Nigel Farage must believe in fairies

Reform UK leader Nigel Farage launches 'Our Contract with You' in Merthyr Tydfil while on the General Election campaign trail
Reform UK leader Nigel Farage launches 'Our Contract with You' in Merthyr Tydfil while on the General Election campaign trail

For all the terror he triggers in Brian Cox, Nigel Farage is a saloon bar bore, not a beer hall putscher. Winning power doesn’t really interest him. He has never had any sort of governmental responsibility: the perfect tribune for disgruntled Right-winger, who can be safe in the knowledge that none of his ideas really matter. Deport asylum seekers to the Moon? Sounds tremendous!

But Reform UK’s once-and-future leader is a victim of his own success. With the real prospect that a Farage-Davey tag team will push Rishi Sunak into the abyss, many Right-wingers will have been paying close attention to today’s manifesto launch. Sorry – “contract” launch.

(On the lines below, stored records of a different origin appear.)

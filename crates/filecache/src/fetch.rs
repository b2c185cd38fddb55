//! # Fetch Capability
//!
//! The transport interface the engine drives, plus the default
//! implementation over a shared reqwest client. Transport stays separate
//! from persistence: a fetcher returns bytes and the engine materializes
//! them through [`Storage::write`], so single-writer discipline lives in one
//! place.
//!
//! [`Storage::write`]: crate::storage::Storage::write

use std::time::Duration;

use async_trait::async_trait;
use bytes::{Bytes, BytesMut};
use futures::StreamExt;
use reqwest::Client;
use tracing::debug;

use crate::error::CacheError;

const DEFAULT_USER_AGENT: &str = concat!("filecache-engine/", env!("CARGO_PKG_VERSION"));
const DEFAULT_TIMEOUT: Duration = Duration::from_secs(30);
const DEFAULT_CONNECT_TIMEOUT: Duration = Duration::from_secs(10);

/// Transport capability: download the bytes of a remote resource.
#[async_trait]
pub trait Fetcher: Send + Sync {
    /// Fetch the resource at `url`, returning its full body.
    async fn fetch(&self, url: &str) -> Result<Bytes, CacheError>;
}

/// [`Fetcher`] backed by a shared [`reqwest::Client`].
#[derive(Debug, Clone)]
pub struct HttpFetcher {
    client: Client,
}

impl HttpFetcher {
    /// Create a fetcher with the default client configuration.
    pub fn new() -> Result<Self, CacheError> {
        let client = Client::builder()
            .user_agent(DEFAULT_USER_AGENT)
            .timeout(DEFAULT_TIMEOUT)
            .connect_timeout(DEFAULT_CONNECT_TIMEOUT)
            .redirect(reqwest::redirect::Policy::limited(10))
            .build()?;

        Ok(Self { client })
    }

    /// Create a fetcher around an existing client, for hosts that already
    /// maintain one with their own proxy or TLS settings.
    pub fn with_client(client: Client) -> Self {
        Self { client }
    }
}

#[async_trait]
impl Fetcher for HttpFetcher {
    async fn fetch(&self, url: &str) -> Result<Bytes, CacheError> {
        let response = self.client.get(url).send().await?;

        let status = response.status();
        if !status.is_success() {
            return Err(CacheError::Status(status));
        }

        let mut body = BytesMut::new();
        let mut stream = response.bytes_stream();
        while let Some(chunk) = stream.next().await {
            body.extend_from_slice(&chunk?);
        }

        debug!(url, bytes = body.len(), "downloaded remote resource");
        Ok(body.freeze())
    }
}

#[cfg(test)]
mod tests {
    use super::*;

    #[test]
    fn default_client_builds() {
        assert!(HttpFetcher::new().is_ok());
    }
}
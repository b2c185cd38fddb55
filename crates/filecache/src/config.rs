//! Cache configuration.

use std::path::PathBuf;
use std::time::Duration;

/// Sub-directory under the system temp dir used when no cache root is
/// configured, so we never collide with unrelated cache consumers.
const CACHE_SUBDIR: &str = "filecache";

/// Default maximum entry age before eviction.
pub const DEFAULT_TTL: Duration = Duration::from_secs(3600);

/// Configuration for the cache engine.
#[derive(Debug, Clone)]
pub struct CacheConfig {
    /// Whether caching is enabled.
    pub enabled: bool,
    /// Maximum entry age before the sweeper evicts it.
    pub ttl: Duration,
    /// Directory holding cached files. `None` selects the system temp dir
    /// plus a dedicated sub-folder.
    pub cache_dir: Option<PathBuf>,
    /// Whether a cache hit bumps the entry's freshness timestamp, shielding
    /// frequently-read entries from TTL eviction.
    pub refresh_on_hit: bool,
}

impl Default for CacheConfig {
    fn default() -> Self {
        Self {
            enabled: true,
            ttl: DEFAULT_TTL,
            cache_dir: None,
            refresh_on_hit: false,
        }
    }
}

impl CacheConfig {
    /// Enable or disable caching.
    pub fn with_enabled(mut self, enabled: bool) -> Self {
        self.enabled = enabled;
        self
    }

    /// Set the eviction TTL.
    pub fn with_ttl(mut self, ttl: Duration) -> Self {
        self.ttl = ttl;
        self
    }

    /// Set the cache root directory.
    pub fn with_cache_dir(mut self, dir: impl Into<PathBuf>) -> Self {
        self.cache_dir = Some(dir.into());
        self
    }

    /// Set the refresh-on-hit policy.
    pub fn with_refresh_on_hit(mut self, refresh: bool) -> Self {
        self.refresh_on_hit = refresh;
        self
    }

    pub(crate) fn resolved_cache_dir(&self) -> PathBuf {
        self.cache_dir
            .clone()
            .unwrap_or_else(|| std::env::temp_dir().join(CACHE_SUBDIR))
    }
}

#[cfg(test)]
mod tests {
    use super::*;

    #[test]
    fn defaults() {
        let config = CacheConfig::default();
        assert!(config.enabled);
        assert_eq!(config.ttl, Duration::from_secs(3600));
        assert!(config.cache_dir.is_none());
        assert!(!config.refresh_on_hit);
    }

    #[test]
    fn default_cache_dir_is_scoped_subfolder() {
        let dir = CacheConfig::default().resolved_cache_dir();
        assert_eq!(dir, std::env::temp_dir().join("filecache"));
    }

    #[test]
    fn builder_style_setters() {
        let config = CacheConfig::default()
            .with_enabled(false)
            .with_ttl(Duration::from_secs(60))
            .with_cache_dir("/tmp/elsewhere")
            .with_refresh_on_hit(true);

        assert!(!config.enabled);
        assert_eq!(config.ttl, Duration::from_secs(60));
        assert_eq!(config.resolved_cache_dir(), PathBuf::from("/tmp/elsewhere"));
        assert!(config.refresh_on_hit);
    }
}
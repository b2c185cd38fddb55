//! # filecache-engine
//!
//! A local, disk-backed cache of remotely fetched files, keyed by source
//! URL. Repeated requests for the same resource are served from local
//! storage instead of re-fetched over the network.
//!
//! ## Features
//!
//! - Deterministic URL-to-key derivation (keys double as filenames)
//! - At most one concurrent download per key, with a deterministic
//!   remote-URL fallback for callers that lose the claim
//! - TTL-based expiry via a background sweep, with an optional
//!   refresh-on-hit policy for hot entries
//! - Storage and transport injected behind narrow async capability traits,
//!   with `tokio::fs` and reqwest implementations included
//!
//! ## Example
//!
//! ```no_run
//! use std::sync::Arc;
//! use std::time::Duration;
//! use filecache_engine::{CacheConfig, CacheEngine, DiskStorage, HttpFetcher, Resolution};
//!
//! # async fn run() -> Result<(), filecache_engine::CacheError> {
//! let engine = CacheEngine::new(
//!     CacheConfig::default().with_ttl(Duration::from_secs(1800)),
//!     Arc::new(DiskStorage::new()),
//!     Arc::new(HttpFetcher::new()?),
//! );
//! engine.start_sweeper(Duration::from_secs(5), Duration::from_secs(600));
//!
//! match engine.resolve("https://example.com/images/logo.png").await? {
//!     Resolution::Local(path) => println!("serving {}", path.display()),
//!     Resolution::Remote(url) => println!("download in progress, render {url}"),
//! }
//! # Ok(())
//! # }
//! ```

pub mod config;
pub mod engine;
pub mod error;
pub mod fetch;
pub mod inflight;
pub mod key;
pub mod storage;
pub mod sweep;

pub use config::{CacheConfig, DEFAULT_TTL};
pub use engine::{CacheEngine, Resolution};
pub use error::CacheError;
pub use fetch::{Fetcher, HttpFetcher};
pub use inflight::{ClaimGuard, InFlightRegistry};
pub use key::CacheKey;
pub use storage::{DiskStorage, Storage};
pub use sweep::ExpirySweeper;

But unfortunately for those hoping for a serious policy prospectus, the document has the imagination and incontinence of a back of a fag packet doodle after a hearty lunch.

Lifting income tax thresholds. Scrapping net zero subsidies. freezing non-essential migration, quitting the ECHR, and cutting NHS waiting lists to zero. What’s not to love? Yet it’s all too good to be true. Pledging to cut taxes by cutting £50 billion in spending is easy. But what happens when you tell the Treasury – or your backbenchers start demanding a new A&E in their seat?

Farage is great at identifying problems – stifling taxes, ridiculous immigration levels, climate lunacy– but providing genuine solutions would be too much like hard work. If Reform UK ever got into power, the Sir Humphreys of the Whitehall Machine would stump him within a week. Rather than resolve Britain’s problems, he’d soon decamp from Number 10 to drown his sorrows in The Red Lion.

But Farage isn’t interested in power. This is not a plan for government, but a Santa list of cask strength policies designed to woo wavering Tories. Farage isn’t aiming for Downing Street, but to hand every Conservative MP their P45. His proposals will strike many Tories as exactly what we should have been doing in government these last fourteen years. If Labour wins anyway, why not vote for it?

Reform’s “contract” might be a far from serious document. But Conservatives only have ourselves to blame if we find it so attractive.